Cose che sfuggono di mano

<<Le cose ti sono sfuggite di mano, eh?>> a parlare è una ragazza sulla trentina, molto alta, ben piazzata, capelli neri raccolti in una coda lucida e perfetta sulla sommità della testa. Una ragazza che sicuramente pesa più di novanta chili ma che ispira non solo l’idea della bellezza, ma anche della salute e della forma fisica. Infatti lei è una sportiva. Lei.

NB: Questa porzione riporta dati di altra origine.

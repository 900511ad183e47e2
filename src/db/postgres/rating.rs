use sqlx::PgPool;
use uuid::Uuid;

use crate::{
    errors::AppError,
    models::{
        Aspects, HelpfulToggle, NewRating, PageRequest, Rating, RatingSort,
        rating::{AspectTotals, RatingRow, Tally},
    },
};

const RATING_COLUMNS: &str = "r.id, r.user_id, r.cafe_id, r.rating, r.review, \
    r.aspect_food, r.aspect_service, r.aspect_ambiance, r.aspect_value, \
    ARRAY(SELECT h.user_id FROM rating_helpful h WHERE h.rating_id = r.id ORDER BY h.user_id) AS helpful_voters, \
    r.helpful_count, r.created_at, r.updated_at";

pub async fn get_rating_by_id(rating_id: Uuid, postgres: &PgPool) -> Result<Option<Rating>, AppError> {
    let row = sqlx::query_as::<_, RatingRow>(&format!(
        "SELECT {RATING_COLUMNS} FROM ratings r WHERE r.id = $1"
    ))
    .bind(rating_id)
    .fetch_optional(postgres)
    .await
    .map_err(|e| AppError::DatabaseError(format!("Failed to fetch rating: {}", e)))?;

    Ok(row.map(Rating::from))
}

pub async fn get_user_rating(
    user_id: Uuid,
    cafe_id: Uuid,
    postgres: &PgPool,
) -> Result<Option<Rating>, AppError> {
    let row = sqlx::query_as::<_, RatingRow>(&format!(
        "SELECT {RATING_COLUMNS} FROM ratings r WHERE r.user_id = $1 AND r.cafe_id = $2"
    ))
    .bind(user_id)
    .bind(cafe_id)
    .fetch_optional(postgres)
    .await
    .map_err(|e| AppError::DatabaseError(format!("Failed to fetch user rating: {}", e)))?;

    Ok(row.map(Rating::from))
}

pub async fn add_rating(rating: NewRating, postgres: &PgPool) -> Result<Rating, AppError> {
    let id = Uuid::new_v4();

    // Unique violations on (user_id, cafe_id) surface as `Conflict` through `From<sqlx::Error>`.
    sqlx::query(
        "INSERT INTO ratings (id, user_id, cafe_id, rating, review,
            aspect_food, aspect_service, aspect_ambiance, aspect_value)
        VALUES ($1, $2, $3, $4, $5, $6, $7, $8, $9)",
    )
    .bind(id)
    .bind(rating.user_id)
    .bind(rating.cafe_id)
    .bind(rating.rating)
    .bind(&rating.review)
    .bind(rating.aspects.food)
    .bind(rating.aspects.service)
    .bind(rating.aspects.ambiance)
    .bind(rating.aspects.value)
    .execute(postgres)
    .await?;

    get_rating_by_id(id, postgres)
        .await?
        .ok_or(AppError::InternalError)
}

pub async fn update_rating(
    rating_id: Uuid,
    stars: i16,
    review: String,
    aspects: Aspects,
    postgres: &PgPool,
) -> Result<Rating, AppError> {
    let result = sqlx::query(
        "UPDATE ratings
        SET rating = $2, review = $3,
            aspect_food = $4, aspect_service = $5, aspect_ambiance = $6, aspect_value = $7,
            updated_at = NOW()
        WHERE id = $1",
    )
    .bind(rating_id)
    .bind(stars)
    .bind(&review)
    .bind(aspects.food)
    .bind(aspects.service)
    .bind(aspects.ambiance)
    .bind(aspects.value)
    .execute(postgres)
    .await
    .map_err(|e| AppError::DatabaseError(format!("Failed to update rating: {}", e)))?;

    if result.rows_affected() == 0 {
        return Err(AppError::NotFound("Rating not found".into()));
    }

    get_rating_by_id(rating_id, postgres)
        .await?
        .ok_or_else(|| AppError::NotFound("Rating not found".into()))
}

pub async fn delete_rating(rating_id: Uuid, postgres: &PgPool) -> Result<bool, AppError> {
    let result = sqlx::query("DELETE FROM ratings WHERE id = $1")
        .bind(rating_id)
        .execute(postgres)
        .await
        .map_err(|e| AppError::DatabaseError(format!("Failed to delete rating: {}", e)))?;

    Ok(result.rows_affected() > 0)
}

pub async fn toggle_helpful(
    rating_id: Uuid,
    user_id: Uuid,
    postgres: &PgPool,
) -> Result<Option<HelpfulToggle>, AppError> {
    let mut tx = postgres
        .begin()
        .await
        .map_err(|e| AppError::DatabaseError(format!("Failed to begin transaction: {}", e)))?;

    // Row lock serializes concurrent toggles on the same rating.
    let locked = sqlx::query_scalar::<_, Uuid>("SELECT id FROM ratings WHERE id = $1 FOR UPDATE")
        .bind(rating_id)
        .fetch_optional(&mut *tx)
        .await
        .map_err(|e| AppError::DatabaseError(format!("Failed to lock rating: {}", e)))?;

    if locked.is_none() {
        return Ok(None);
    }

    let removed = sqlx::query("DELETE FROM rating_helpful WHERE rating_id = $1 AND user_id = $2")
        .bind(rating_id)
        .bind(user_id)
        .execute(&mut *tx)
        .await
        .map_err(|e| AppError::DatabaseError(format!("Failed to remove helpful mark: {}", e)))?
        .rows_affected()
        > 0;

    if !removed {
        sqlx::query("INSERT INTO rating_helpful (rating_id, user_id) VALUES ($1, $2)")
            .bind(rating_id)
            .bind(user_id)
            .execute(&mut *tx)
            .await
            .map_err(|e| AppError::DatabaseError(format!("Failed to add helpful mark: {}", e)))?;
    }

    let helpful_count = sqlx::query_scalar::<_, i32>(
        "UPDATE ratings
        SET helpful_count = (SELECT COUNT(*)::int FROM rating_helpful WHERE rating_id = $1)
        WHERE id = $1
        RETURNING helpful_count",
    )
    .bind(rating_id)
    .fetch_one(&mut *tx)
    .await
    .map_err(|e| AppError::DatabaseError(format!("Failed to update helpful count: {}", e)))?;

    tx.commit()
        .await
        .map_err(|e| AppError::DatabaseError(format!("Failed to commit helpful toggle: {}", e)))?;

    Ok(Some(HelpfulToggle {
        helpful_count,
        is_helpful: !removed,
    }))
}

pub async fn get_cafe_ratings(
    cafe_id: Uuid,
    sort: RatingSort,
    page: PageRequest,
    postgres: &PgPool,
) -> Result<Vec<Rating>, AppError> {
    let rows = sqlx::query_as::<_, RatingRow>(&format!(
        "SELECT {RATING_COLUMNS} FROM ratings r
        WHERE r.cafe_id = $1
        ORDER BY {}
        LIMIT $2 OFFSET $3",
        sort.order_by()
    ))
    .bind(cafe_id)
    .bind(i64::from(page.limit))
    .bind(page.offset())
    .fetch_all(postgres)
    .await
    .map_err(|e| AppError::DatabaseError(format!("Failed to fetch cafe ratings: {}", e)))?;

    Ok(rows.into_iter().map(Rating::from).collect())
}

pub async fn count_cafe_ratings(cafe_id: Uuid, postgres: &PgPool) -> Result<i64, AppError> {
    sqlx::query_scalar::<_, i64>("SELECT COUNT(*) FROM ratings WHERE cafe_id = $1")
        .bind(cafe_id)
        .fetch_one(postgres)
        .await
        .map_err(|e| AppError::DatabaseError(format!("Failed to count cafe ratings: {}", e)))
}

pub async fn get_user_ratings(
    user_id: Uuid,
    page: PageRequest,
    postgres: &PgPool,
) -> Result<Vec<Rating>, AppError> {
    let rows = sqlx::query_as::<_, RatingRow>(&format!(
        "SELECT {RATING_COLUMNS} FROM ratings r
        WHERE r.user_id = $1
        ORDER BY r.created_at DESC, r.id DESC
        LIMIT $2 OFFSET $3"
    ))
    .bind(user_id)
    .bind(i64::from(page.limit))
    .bind(page.offset())
    .fetch_all(postgres)
    .await
    .map_err(|e| AppError::DatabaseError(format!("Failed to fetch user ratings: {}", e)))?;

    Ok(rows.into_iter().map(Rating::from).collect())
}

pub async fn count_user_ratings(user_id: Uuid, postgres: &PgPool) -> Result<i64, AppError> {
    sqlx::query_scalar::<_, i64>("SELECT COUNT(*) FROM ratings WHERE user_id = $1")
        .bind(user_id)
        .fetch_one(postgres)
        .await
        .map_err(|e| AppError::DatabaseError(format!("Failed to count user ratings: {}", e)))
}

pub async fn get_star_histogram(
    cafe_id: Uuid,
    postgres: &PgPool,
) -> Result<Vec<(i16, i64)>, AppError> {
    sqlx::query_as::<_, (i16, i64)>(
        "SELECT rating, COUNT(*)
        FROM ratings
        WHERE cafe_id = $1
        GROUP BY rating
        ORDER BY rating DESC",
    )
    .bind(cafe_id)
    .fetch_all(postgres)
    .await
    .map_err(|e| AppError::DatabaseError(format!("Failed to group cafe ratings: {}", e)))
}

pub async fn get_aspect_totals(cafe_id: Uuid, postgres: &PgPool) -> Result<AspectTotals, AppError> {
    let (food_sum, food_count, service_sum, service_count, ambiance_sum, ambiance_count, value_sum, value_count) =
        sqlx::query_as::<_, (i64, i64, i64, i64, i64, i64, i64, i64)>(
            "SELECT
                COALESCE(SUM(aspect_food), 0)::bigint, COUNT(aspect_food),
                COALESCE(SUM(aspect_service), 0)::bigint, COUNT(aspect_service),
                COALESCE(SUM(aspect_ambiance), 0)::bigint, COUNT(aspect_ambiance),
                COALESCE(SUM(aspect_value), 0)::bigint, COUNT(aspect_value)
            FROM ratings
            WHERE cafe_id = $1",
        )
        .bind(cafe_id)
        .fetch_one(postgres)
        .await
        .map_err(|e| AppError::DatabaseError(format!("Failed to total aspect ratings: {}", e)))?;

    Ok(AspectTotals {
        food: Tally { sum: food_sum, count: food_count },
        service: Tally { sum: service_sum, count: service_count },
        ambiance: Tally { sum: ambiance_sum, count: ambiance_count },
        value: Tally { sum: value_sum, count: value_count },
    })
}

L’amica che le sta di fronte, una ragazza mora dai capelli a caschetto, non hai mai visto una palestra, un paio di scarpe da ginnastica o una piscina, se non quella estiva dove va a prendere il sole per mantenere l’abbronzatura dopo l’estate. A ogni modo, la fortunata, è stata baciata da Madre Natura, e nonostante questo (e nonostante mangi quintali di cose terribili) ha un fisico mozzafiato, centosettanta centimetri di pelle liscia e uniforme, occhi grandi e fin troppo espressivi, visino tondo e ancora molto simile a quello che aveva quindici anni fa. La ragazza numero uno, quella con la coda alta, a volte la invidia, poi si sente una sciocca; le vuole troppo bene per invidiarla. Semmai le invidia lo spirito, che è appunto ancora quello di una ragazzina. Lei invece si sente sempre un pò vecchia… rinuncia a tante cose per leggere, fare sport, stare sola e di fatto è ancora single e non per scelta, come si suol dire.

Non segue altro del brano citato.